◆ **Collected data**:
____
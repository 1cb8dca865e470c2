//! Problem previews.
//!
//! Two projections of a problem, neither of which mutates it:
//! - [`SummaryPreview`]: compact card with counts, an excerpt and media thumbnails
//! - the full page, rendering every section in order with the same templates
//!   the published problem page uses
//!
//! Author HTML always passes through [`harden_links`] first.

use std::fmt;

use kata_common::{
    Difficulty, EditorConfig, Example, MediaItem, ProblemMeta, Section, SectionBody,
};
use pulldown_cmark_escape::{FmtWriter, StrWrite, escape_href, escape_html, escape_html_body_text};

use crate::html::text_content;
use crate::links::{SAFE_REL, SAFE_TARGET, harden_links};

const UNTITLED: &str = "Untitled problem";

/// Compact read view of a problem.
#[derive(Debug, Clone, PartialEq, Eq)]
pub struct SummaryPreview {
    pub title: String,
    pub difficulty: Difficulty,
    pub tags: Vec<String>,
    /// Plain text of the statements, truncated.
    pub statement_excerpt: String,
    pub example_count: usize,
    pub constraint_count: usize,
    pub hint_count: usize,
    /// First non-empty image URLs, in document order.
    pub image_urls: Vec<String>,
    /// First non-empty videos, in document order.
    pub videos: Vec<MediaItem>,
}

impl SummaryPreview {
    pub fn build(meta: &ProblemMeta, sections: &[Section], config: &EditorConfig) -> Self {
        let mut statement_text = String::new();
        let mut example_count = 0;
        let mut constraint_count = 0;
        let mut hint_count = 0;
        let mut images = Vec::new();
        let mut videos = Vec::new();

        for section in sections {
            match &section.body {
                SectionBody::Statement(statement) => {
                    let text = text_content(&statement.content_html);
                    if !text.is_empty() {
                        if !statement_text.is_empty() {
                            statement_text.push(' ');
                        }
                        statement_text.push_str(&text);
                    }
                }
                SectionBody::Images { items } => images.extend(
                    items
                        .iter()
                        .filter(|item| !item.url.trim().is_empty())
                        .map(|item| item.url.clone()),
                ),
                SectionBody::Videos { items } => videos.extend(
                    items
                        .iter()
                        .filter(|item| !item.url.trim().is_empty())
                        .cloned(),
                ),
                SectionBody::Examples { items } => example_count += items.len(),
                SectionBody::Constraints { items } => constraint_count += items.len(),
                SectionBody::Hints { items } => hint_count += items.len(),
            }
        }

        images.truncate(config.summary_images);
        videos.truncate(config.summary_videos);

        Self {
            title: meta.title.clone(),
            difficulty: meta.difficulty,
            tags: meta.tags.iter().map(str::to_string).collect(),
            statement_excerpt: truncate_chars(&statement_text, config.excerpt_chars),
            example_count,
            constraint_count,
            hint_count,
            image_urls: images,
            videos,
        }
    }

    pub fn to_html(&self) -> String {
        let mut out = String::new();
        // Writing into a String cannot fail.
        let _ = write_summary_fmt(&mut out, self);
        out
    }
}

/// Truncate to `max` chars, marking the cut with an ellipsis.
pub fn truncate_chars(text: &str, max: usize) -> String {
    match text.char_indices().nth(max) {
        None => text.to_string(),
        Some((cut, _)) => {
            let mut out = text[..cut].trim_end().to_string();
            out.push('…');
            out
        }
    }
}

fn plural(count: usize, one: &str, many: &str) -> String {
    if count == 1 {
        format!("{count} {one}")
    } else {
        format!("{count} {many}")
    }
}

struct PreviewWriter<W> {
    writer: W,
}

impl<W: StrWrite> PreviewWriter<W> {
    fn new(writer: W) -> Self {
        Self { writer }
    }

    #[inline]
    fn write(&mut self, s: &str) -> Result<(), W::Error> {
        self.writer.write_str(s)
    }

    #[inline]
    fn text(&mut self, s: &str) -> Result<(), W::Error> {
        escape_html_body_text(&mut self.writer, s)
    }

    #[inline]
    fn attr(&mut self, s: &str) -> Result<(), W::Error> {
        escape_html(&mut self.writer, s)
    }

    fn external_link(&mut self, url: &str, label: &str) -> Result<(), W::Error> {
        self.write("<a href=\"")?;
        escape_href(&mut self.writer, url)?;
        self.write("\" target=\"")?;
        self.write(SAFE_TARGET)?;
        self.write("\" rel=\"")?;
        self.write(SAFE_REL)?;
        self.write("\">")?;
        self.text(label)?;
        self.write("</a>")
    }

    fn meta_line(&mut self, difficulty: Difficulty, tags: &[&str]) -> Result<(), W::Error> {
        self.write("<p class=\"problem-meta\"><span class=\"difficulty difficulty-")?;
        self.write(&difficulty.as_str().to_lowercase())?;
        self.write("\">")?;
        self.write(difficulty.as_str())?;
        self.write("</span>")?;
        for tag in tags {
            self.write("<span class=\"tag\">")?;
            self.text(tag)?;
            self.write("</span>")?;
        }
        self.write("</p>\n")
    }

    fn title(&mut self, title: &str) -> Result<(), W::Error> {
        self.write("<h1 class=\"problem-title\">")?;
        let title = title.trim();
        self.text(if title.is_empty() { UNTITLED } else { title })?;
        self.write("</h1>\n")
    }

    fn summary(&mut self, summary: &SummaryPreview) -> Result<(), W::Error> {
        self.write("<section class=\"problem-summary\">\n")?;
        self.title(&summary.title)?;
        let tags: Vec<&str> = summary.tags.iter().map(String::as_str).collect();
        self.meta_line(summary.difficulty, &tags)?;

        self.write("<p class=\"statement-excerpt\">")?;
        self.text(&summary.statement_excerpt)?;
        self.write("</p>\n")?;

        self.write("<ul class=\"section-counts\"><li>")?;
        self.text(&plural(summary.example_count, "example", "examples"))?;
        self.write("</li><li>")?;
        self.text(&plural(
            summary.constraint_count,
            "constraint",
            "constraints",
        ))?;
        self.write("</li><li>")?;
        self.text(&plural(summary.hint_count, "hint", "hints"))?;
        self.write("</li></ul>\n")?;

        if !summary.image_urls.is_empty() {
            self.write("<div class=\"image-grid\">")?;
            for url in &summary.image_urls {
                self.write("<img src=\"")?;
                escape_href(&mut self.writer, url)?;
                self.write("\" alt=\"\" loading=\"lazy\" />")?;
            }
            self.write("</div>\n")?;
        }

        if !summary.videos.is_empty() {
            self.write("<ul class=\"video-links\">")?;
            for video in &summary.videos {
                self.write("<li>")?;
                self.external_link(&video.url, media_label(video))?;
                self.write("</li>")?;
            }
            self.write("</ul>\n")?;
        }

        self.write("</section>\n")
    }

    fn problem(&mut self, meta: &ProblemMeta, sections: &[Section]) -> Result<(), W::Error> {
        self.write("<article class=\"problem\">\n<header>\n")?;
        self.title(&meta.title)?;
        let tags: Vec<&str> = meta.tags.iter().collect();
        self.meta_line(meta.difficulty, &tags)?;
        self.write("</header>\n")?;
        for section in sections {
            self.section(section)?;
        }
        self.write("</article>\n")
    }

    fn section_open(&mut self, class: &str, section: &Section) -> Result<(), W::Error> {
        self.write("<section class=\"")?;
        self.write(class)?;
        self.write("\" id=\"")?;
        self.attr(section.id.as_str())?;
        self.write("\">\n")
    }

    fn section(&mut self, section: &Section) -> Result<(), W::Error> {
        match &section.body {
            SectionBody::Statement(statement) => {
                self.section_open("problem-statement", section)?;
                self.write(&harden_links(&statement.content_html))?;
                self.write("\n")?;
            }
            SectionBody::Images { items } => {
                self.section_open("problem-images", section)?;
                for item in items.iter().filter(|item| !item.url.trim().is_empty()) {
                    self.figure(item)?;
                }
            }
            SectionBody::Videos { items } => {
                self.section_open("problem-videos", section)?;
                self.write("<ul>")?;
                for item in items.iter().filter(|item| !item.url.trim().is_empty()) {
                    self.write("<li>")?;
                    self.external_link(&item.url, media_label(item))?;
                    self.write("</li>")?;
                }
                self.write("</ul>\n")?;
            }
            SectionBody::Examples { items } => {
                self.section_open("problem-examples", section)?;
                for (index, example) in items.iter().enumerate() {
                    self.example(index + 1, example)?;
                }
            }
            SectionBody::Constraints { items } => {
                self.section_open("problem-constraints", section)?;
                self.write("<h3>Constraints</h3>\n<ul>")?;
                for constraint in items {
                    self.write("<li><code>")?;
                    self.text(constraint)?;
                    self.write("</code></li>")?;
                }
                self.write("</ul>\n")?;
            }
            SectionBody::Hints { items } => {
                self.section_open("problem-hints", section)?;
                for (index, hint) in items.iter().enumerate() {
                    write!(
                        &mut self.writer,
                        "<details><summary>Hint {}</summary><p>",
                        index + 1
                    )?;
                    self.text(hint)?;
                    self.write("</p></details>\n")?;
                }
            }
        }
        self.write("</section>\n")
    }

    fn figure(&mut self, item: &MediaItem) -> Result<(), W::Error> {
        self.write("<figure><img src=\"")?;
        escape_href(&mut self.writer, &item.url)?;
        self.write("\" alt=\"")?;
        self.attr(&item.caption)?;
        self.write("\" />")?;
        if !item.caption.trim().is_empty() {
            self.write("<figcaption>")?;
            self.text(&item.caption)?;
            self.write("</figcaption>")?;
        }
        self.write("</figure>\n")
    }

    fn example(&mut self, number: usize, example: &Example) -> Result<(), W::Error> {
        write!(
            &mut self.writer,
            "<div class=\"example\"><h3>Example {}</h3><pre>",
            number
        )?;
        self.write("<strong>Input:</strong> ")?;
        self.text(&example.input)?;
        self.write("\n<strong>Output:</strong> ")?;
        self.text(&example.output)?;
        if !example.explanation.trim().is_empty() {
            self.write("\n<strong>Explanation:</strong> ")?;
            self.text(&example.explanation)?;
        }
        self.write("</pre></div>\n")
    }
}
____
Working through the records above, copy each line in which "MediaItem" is found.

    Difficulty, EditorConfig, Example, MediaItem, ProblemMeta, Section, SectionBody,
    pub videos: Vec<MediaItem>,
    fn figure(&mut self, item: &MediaItem) -> Result<(), W::Error> {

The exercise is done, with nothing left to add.